Belakangan, bahan bakar diganti dengan tabung gas, yang ikut mengudara. Dan ini
yang paling berbahaya. Balon udara
menjadi berbahaya apabila terbang hingga ketinggian pesawat terbang, apalagi
jika balon udara melayang di jalur penerbangan yang padat..
Direktur
Jenderal Perhubungan Udara Kementerian Perhubungan, Agus Santoso, mengungkapkan
balon udara yang terbang pada level ketinggian di bawah jalur penerbangan
pesawat komersil masih terhitung aman. Menurut
Wisnu Direktur AirNav, "Ada dua pilihan untuk mengatasinya. Pertama
dengan ditali, dengan demikian terkendali pada ketinggian tertentu.

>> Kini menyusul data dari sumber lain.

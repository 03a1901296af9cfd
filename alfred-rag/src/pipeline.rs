//! Pipeline orchestrator: expand → retrieve → dedup → rerank → gate →
//! assemble → generate.
//!
//! The [`RagPipeline`] composes an [`Embedder`], a [`VectorIndex`], a
//! [`RelevanceModel`], and the generation [`Llm`] behind a single answer
//! entry point. Retrieval-side failures degrade to smaller result sets
//! rather than erroring; the confidence gate then rejects what is left if
//! it is not good enough to answer from.

use std::sync::Arc;

use serde::Serialize;
use tracing::{error, info, warn};

use alfred_core::{Llm, Message};

use crate::config::RagConfig;
use crate::context::assemble_context;
use crate::dedup::dedup_chunks;
use crate::document::{DocChunk, ScoredChunk};
use crate::embedding::Embedder;
use crate::error::{RagError, Result};
use crate::expand::QueryExpander;
use crate::relevance::RelevanceModel;
use crate::rerank::rerank;
use crate::vectorstore::VectorIndex;

/// Returned when retrieval finds nothing relevant enough to answer from.
pub const NO_INFORMATION_RESPONSE: &str =
    "I couldn't find relevant information in the uploaded documents to answer your question.";

/// Returned when the generation call itself fails.
pub const GENERATION_FAILURE_RESPONSE: &str = "I apologize, but I encountered an error while \
                                               trying to generate a response. Please try again \
                                               later.";

/// Completions may prefix their final answer with this marker.
const ANSWER_MARKER: &str = "Answer:";

/// The persona for answer synthesis: strict, context-only, professional.
const SYNTHESIS_PERSONA: &str = "You are ALFRED, a digital butler. Your primary goal is to \
                                 provide concise and accurate answers based *Strictly* on the \
                                 provided documents and conversation history. If the information \
                                 is not available in the given context, state that you cannot \
                                 find the answer in the provided documents. Avoid making \
                                 assumptions or inventing information. Maintain a professional \
                                 and helpful tone.";

/// Policy knobs for a retrieval pass.
///
/// The gated synthesis path and the live-chat path share one retrieval
/// entry point and differ only in these flags.
#[derive(Debug, Clone, Copy, PartialEq, Eq)]
pub struct RetrievalOptions {
    /// Widen recall by expanding the query before searching.
    pub expand: bool,
    /// Rescore candidates with the relevance model and sort best-first.
    pub rerank: bool,
}

impl RetrievalOptions {
    /// Expansion plus reranking: the gated synthesis path.
    pub fn full() -> Self {
        Self { expand: true, rerank: true }
    }

    /// Single-query retrieval in similarity order: the live-chat path.
    pub fn direct() -> Self {
        Self { expand: false, rerank: false }
    }
}

/// A source list entry paired with its relevance score.
#[derive(Debug, Clone, Serialize, PartialEq)]
pub struct SourceScore {
    /// The formatted provenance string.
    pub source: String,
    /// The paired ranked entry's score, or 0 when there is none.
    pub relevance_score: f32,
}

/// The outcome of one answered question.
#[derive(Debug, Clone, Serialize)]
pub struct Answer {
    /// The answer text, or a fixed fallback message.
    pub response: String,
    /// Deduplicated provenance strings for the context used.
    pub sources: Vec<String>,
    /// Sources paired positionally with ranked-entry scores.
    pub detailed_sources: Vec<SourceScore>,
    /// Whether the generation call failed.
    pub error: bool,
}

impl Answer {
    fn no_information() -> Self {
        Self {
            response: NO_INFORMATION_RESPONSE.to_string(),
            sources: Vec::new(),
            detailed_sources: Vec::new(),
            error: false,
        }
    }
}

/// Whether a ranked set clears the confidence gate.
///
/// A hard cutoff, not a soft penalty: an empty set, or a top score below the
/// threshold, rejects the whole retrieval so generation never sees weak
/// context.
pub fn passes_gate(ranked: &[ScoredChunk], threshold: f32) -> bool {
    ranked.first().is_some_and(|top| top.score >= threshold)
}

/// Take the text after the last `"Answer:"` marker, or the whole trimmed
/// completion when the marker is absent.
pub fn extract_answer(raw: &str) -> &str {
    match raw.rfind(ANSWER_MARKER) {
        Some(position) => raw[position + ANSWER_MARKER.len()..].trim(),
        None => raw.trim(),
    }
}

/// Pair each source positionally with the matching ranked entry's score.
///
/// Source entries beyond the ranked set's length get score 0.
pub(crate) fn pair_sources(sources: &[String], ranked: &[ScoredChunk]) -> Vec<SourceScore> {
    sources
        .iter()
        .enumerate()
        .map(|(i, source)| SourceScore {
            source: source.clone(),
            relevance_score: ranked.get(i).map(|entry| entry.score).unwrap_or(0.0),
        })
        .collect()
}

/// The retrieval-augmented answer pipeline.
///
/// Construct one via [`RagPipeline::builder()`].
pub struct RagPipeline {
    config: RagConfig,
    embedder: Arc<dyn Embedder>,
    index: Arc<dyn VectorIndex>,
    relevance: Arc<dyn RelevanceModel>,
    llm: Arc<dyn Llm>,
    expander: QueryExpander,
}

impl RagPipeline {
    /// Create a new [`RagPipelineBuilder`].
    pub fn builder() -> RagPipelineBuilder {
        RagPipelineBuilder::default()
    }

    /// Return a reference to the pipeline configuration.
    pub fn config(&self) -> &RagConfig {
        &self.config
    }

    /// Ingest pre-chunked documents: embed each chunk and store it.
    ///
    /// Returns the number of chunks stored. Unlike the query path, ingestion
    /// failures propagate — a half-indexed corpus is worse than a visible
    /// error.
    ///
    /// # Errors
    ///
    /// Returns [`RagError::Pipeline`] if embedding or storage fails.
    pub async fn ingest(&self, chunks: &[DocChunk]) -> Result<usize> {
        if chunks.is_empty() {
            info!(chunk_count = 0, "ingest called with no chunks");
            return Ok(0);
        }

        let texts: Vec<&str> = chunks.iter().map(|c| c.text.as_str()).collect();
        let embeddings = self.embedder.embed_batch(&texts).await.map_err(|e| {
            error!(error = %e, "embedding failed during ingestion");
            RagError::Pipeline(format!("ingestion embedding failed: {e}"))
        })?;

        let entries: Vec<(DocChunk, Vec<f32>)> =
            chunks.iter().cloned().zip(embeddings).collect();
        self.index.store(&entries).await.map_err(|e| {
            error!(error = %e, "store failed during ingestion");
            RagError::Pipeline(format!("ingestion store failed: {e}"))
        })?;

        info!(chunk_count = chunks.len(), "ingested chunks");
        Ok(chunks.len())
    }

    /// Retrieve chunks for one query, capped at `limit`.
    ///
    /// Embedding or search failures degrade to an empty result set: the
    /// caller's confidence gate turns "nothing retrieved" into the
    /// no-information response, which is the designed recovery for this
    /// failure class.
    async fn retrieve(&self, query: &str, limit: usize) -> Vec<DocChunk> {
        let vector = match self.embedder.embed(query).await {
            Ok(vector) => vector,
            Err(e) => {
                warn!(error = %e, "query embedding failed; treating as no results");
                return Vec::new();
            }
        };
        if vector.is_empty() {
            return Vec::new();
        }

        let hits = match self.index.search(&vector, limit).await {
            Ok(hits) => hits,
            Err(e) => {
                warn!(error = %e, "index search failed; treating as no results");
                return Vec::new();
            }
        };

        info!(result_count = hits.len(), "retrieved chunks");
        hits.into_iter().map(DocChunk::from).collect()
    }

    /// Run a retrieval pass under the given policy.
    ///
    /// With `expand` set, the query is expanded and each expanded query is
    /// retrieved sequentially at the fan-out cap; otherwise a single pass
    /// runs at the direct cap. Candidates are always deduplicated by exact
    /// text. With `rerank` set, candidates are scored and sorted best-first;
    /// otherwise they keep retrieval order with score 0.
    ///
    /// Never fails: every failure class degrades to fewer (possibly zero)
    /// results.
    pub async fn search(&self, query: &str, options: RetrievalOptions) -> Vec<ScoredChunk> {
        let (queries, limit) = if options.expand {
            (self.expander.expand(query).await, self.config.fanout_limit)
        } else {
            (vec![query.to_string()], self.config.direct_limit)
        };

        let mut flattened = Vec::new();
        for expanded in &queries {
            flattened.extend(self.retrieve(expanded, limit).await);
        }

        let unique = dedup_chunks(flattened);
        info!(candidate_count = unique.len(), query_count = queries.len(), "merged candidates");

        if !options.rerank {
            return unique.into_iter().map(|chunk| ScoredChunk { chunk, score: 0.0 }).collect();
        }

        match rerank(self.relevance.as_ref(), query, unique).await {
            Ok(ranked) => ranked,
            Err(e) => {
                warn!(error = %e, "reranking failed; treating as no results");
                Vec::new()
            }
        }
    }

    /// Answer a question from the indexed corpus, with conversation history.
    ///
    /// Runs the full gated pipeline. On the gate's rejection the fixed
    /// no-information response is returned and `history` is left untouched.
    /// Otherwise generation runs once; success appends the (user, assistant)
    /// pair to `history`, and a generation failure appends the pair with the
    /// assistant turn flagged as an error — failed exchanges stay visible.
    pub async fn answer(&self, query: &str, history: &mut Vec<Message>) -> Answer {
        let ranked = self.search(query, RetrievalOptions::full()).await;

        if !passes_gate(&ranked, self.config.score_threshold) {
            info!(
                top_score = ranked.first().map(|r| r.score),
                "confidence gate rejected retrieval"
            );
            return Answer::no_information();
        }

        let assembled = assemble_context(&ranked, self.config.context_docs);

        let mut messages = Vec::with_capacity(history.len() + 2);
        messages.push(Message::system(SYNTHESIS_PERSONA));
        messages.extend(history.iter().cloned());
        messages.push(Message::user(format!(
            "Based on the following context, answer the question:\nContext:\n{}\n\nQuestion: \
             {query}",
            assembled.text
        )));

        match self.llm.generate(&messages).await {
            Ok(raw) => {
                let response = extract_answer(&raw).to_string();
                history.push(Message::user(query));
                history.push(Message::assistant(&response));
                Answer {
                    response,
                    detailed_sources: pair_sources(&assembled.sources, &ranked),
                    sources: assembled.sources,
                    error: false,
                }
            }
            Err(e) => {
                error!(error = %e, "answer generation failed");
                history.push(Message::user(query));
                history.push(Message::assistant_error(GENERATION_FAILURE_RESPONSE));
                Answer {
                    response: GENERATION_FAILURE_RESPONSE.to_string(),
                    detailed_sources: assembled
                        .sources
                        .iter()
                        .map(|source| SourceScore {
                            source: source.clone(),
                            relevance_score: 0.0,
                        })
                        .collect(),
                    sources: assembled.sources,
                    error: true,
                }
            }
        }
    }
}

/// Builder for constructing a [`RagPipeline`].
///
/// All fields except `config` are required; `config` falls back to
/// [`RagConfig::default()`].
#[derive(Default)]
pub struct RagPipelineBuilder {
    config: Option<RagConfig>,
    embedder: Option<Arc<dyn Embedder>>,
    index: Option<Arc<dyn VectorIndex>>,
    relevance: Option<Arc<dyn RelevanceModel>>,
    llm: Option<Arc<dyn Llm>>,
}

impl RagPipelineBuilder {
    /// Set the pipeline configuration.
    pub fn config(mut self, config: RagConfig) -> Self {
        self.config = Some(config);
        self
    }

    /// Set the embedding provider.
    pub fn embedder(mut self, embedder: Arc<dyn Embedder>) -> Self {
        self.embedder = Some(embedder);
        self
    }

    /// Set the vector index backend.
    pub fn index(mut self, index: Arc<dyn VectorIndex>) -> Self {
        self.index = Some(index);
        self
    }

    /// Set the relevance model used for reranking.
    pub fn relevance(mut self, relevance: Arc<dyn RelevanceModel>) -> Self {
        self.relevance = Some(relevance);
        self
    }

    /// Set the model used for expansion and answer generation.
    pub fn llm(mut self, llm: Arc<dyn Llm>) -> Self {
        self.llm = Some(llm);
        self
    }

    /// Build the [`RagPipeline`], validating that all required fields are set.
    ///
    /// # Errors
    ///
    /// Returns [`RagError::Config`] if any required field is missing.
    pub fn build(self) -> Result<RagPipeline> {
        let config = self.config.unwrap_or_default();
        let embedder =
            self.embedder.ok_or_else(|| RagError::Config("embedder is required".to_string()))?;
        let index = self.index.ok_or_else(|| RagError::Config("index is required".to_string()))?;
        let relevance =
            self.relevance.ok_or_else(|| RagError::Config("relevance is required".to_string()))?;
        let llm = self.llm.ok_or_else(|| RagError::Config("llm is required".to_string()))?;

        let expander = QueryExpander::new(Arc::clone(&llm), config.expansion_queries);

        Ok(RagPipeline { config, embedder, index, relevance, llm, expander })
    }
}

#[cfg(test)]
mod tests {
    use super::*;

    #[test]
    fn extract_answer_takes_text_after_last_marker() {
        assert_eq!(extract_answer("Reasoning...\nAnswer: Paris"), "Paris");
        assert_eq!(extract_answer("Answer: no. Answer: yes"), "yes");
    }

    #[test]
    fn extract_answer_passes_through_unmarked_text() {
        assert_eq!(extract_answer("  Paris \n"), "Paris");
    }

    #[test]
    fn gate_rejects_empty_and_below_threshold() {
        assert!(!passes_gate(&[], 0.5));
        let low = vec![ScoredChunk { chunk: DocChunk::with_source("t", "s"), score: 0.49 }];
        assert!(!passes_gate(&low, 0.5));
        let high = vec![ScoredChunk { chunk: DocChunk::with_source("t", "s"), score: 0.5 }];
        assert!(passes_gate(&high, 0.5));
    }

    #[test]
    fn pair_sources_zero_fills_past_ranked_len() {
        let ranked = vec![ScoredChunk { chunk: DocChunk::with_source("t", "a"), score: 0.9 }];
        let sources = vec!["a".to_string(), "b".to_string()];
        let detailed = pair_sources(&sources, &ranked);
        assert!((detailed[0].relevance_score - 0.9).abs() < 1e-6);
        assert_eq!(detailed[1].relevance_score, 0.0);
    }

    #[test]
    fn builder_requires_collaborators() {
        assert!(matches!(RagPipeline::builder().build(), Err(RagError::Config(_))));
    }
}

Jangkarnya
ada di darat," ujar Kedua adalah seperti zaman dulu, jadi balon itu
dipanaskan di bawah saja, kemudian setelah itu dilepas, tanpa pemanasnya ikut terbang,"
ucapnya. Dan tahun ini juga sama. Tim dari AirNav Indonesia terjun ke wilayah
Wonosobo dan sebagainya untuk memberikan sosialisasi tentang bahayanya, Syarat
lain dari penerbangan balon terbang ini adalah berjarak sedikitnya 15 km dari
kawasan bandara. Menurut AirNav, aturan penggunaan balon udara terdapat dalam
Peraturan Menteri Perhubungan Nomor 09 Tahun 2009 tentang CASR Part 101. Aturan
ini mengatur tentang pengoperasian balon yang ditambatkan, layang-layang, roket
tanpa awak, dan balon udara tanpa awak. Balon udara tradisional yang
diterbangkan di Jawa Tengah dapat dikategorikan balon udara tanpa awak. Dan
seseorang dilarang mengoperasikan balon tanpa awak kecuali mendapat izin dari
ATC, itu pun dengan ketinggian di bawah 2.000 kaki serta berada di dalam batas
sisi ruang udara kelas B, kelas C, kelas D, atau kelas E di sekitar bandar
udara.
Kearifan
lokal seperti ini juga terjadi di
Kabupaten Garut dinamakan ngapunkeun balon atau menerbangkan balon. Tiga hari
sebelum Lebaran datang, mereka membuat balon udara berukuran raksasa dari bahan
kertas bening atau warga Panawuan menyebutnya kertas endog. Kertas-kertas
tersebut direkatkan menggunakan remeh yang berarti sisa-sisa nasi. Balon
raksasa tersebut diterbangkan di lapangan terbuka sekitar kampung setelah salat
sunat Idul Fitri dilaksanakan. Namun balon itu terbang setelah sebelumnya
diberi udara dari hasil pembakaran jerami yang dibakar di bawah tungku yang
terbuat dari tanah bukan dari gas, mungkin terlihat lebih aman. Kearifan lokal
dalam bentuk penerbangan balon bertujuan mulia, yaitu, ingin mempersatukan
warga setempat terutama pada hari lebaran.
Ke
depan nanti akan dipadukan bentuk kearifan lokal semacam festival balon udara.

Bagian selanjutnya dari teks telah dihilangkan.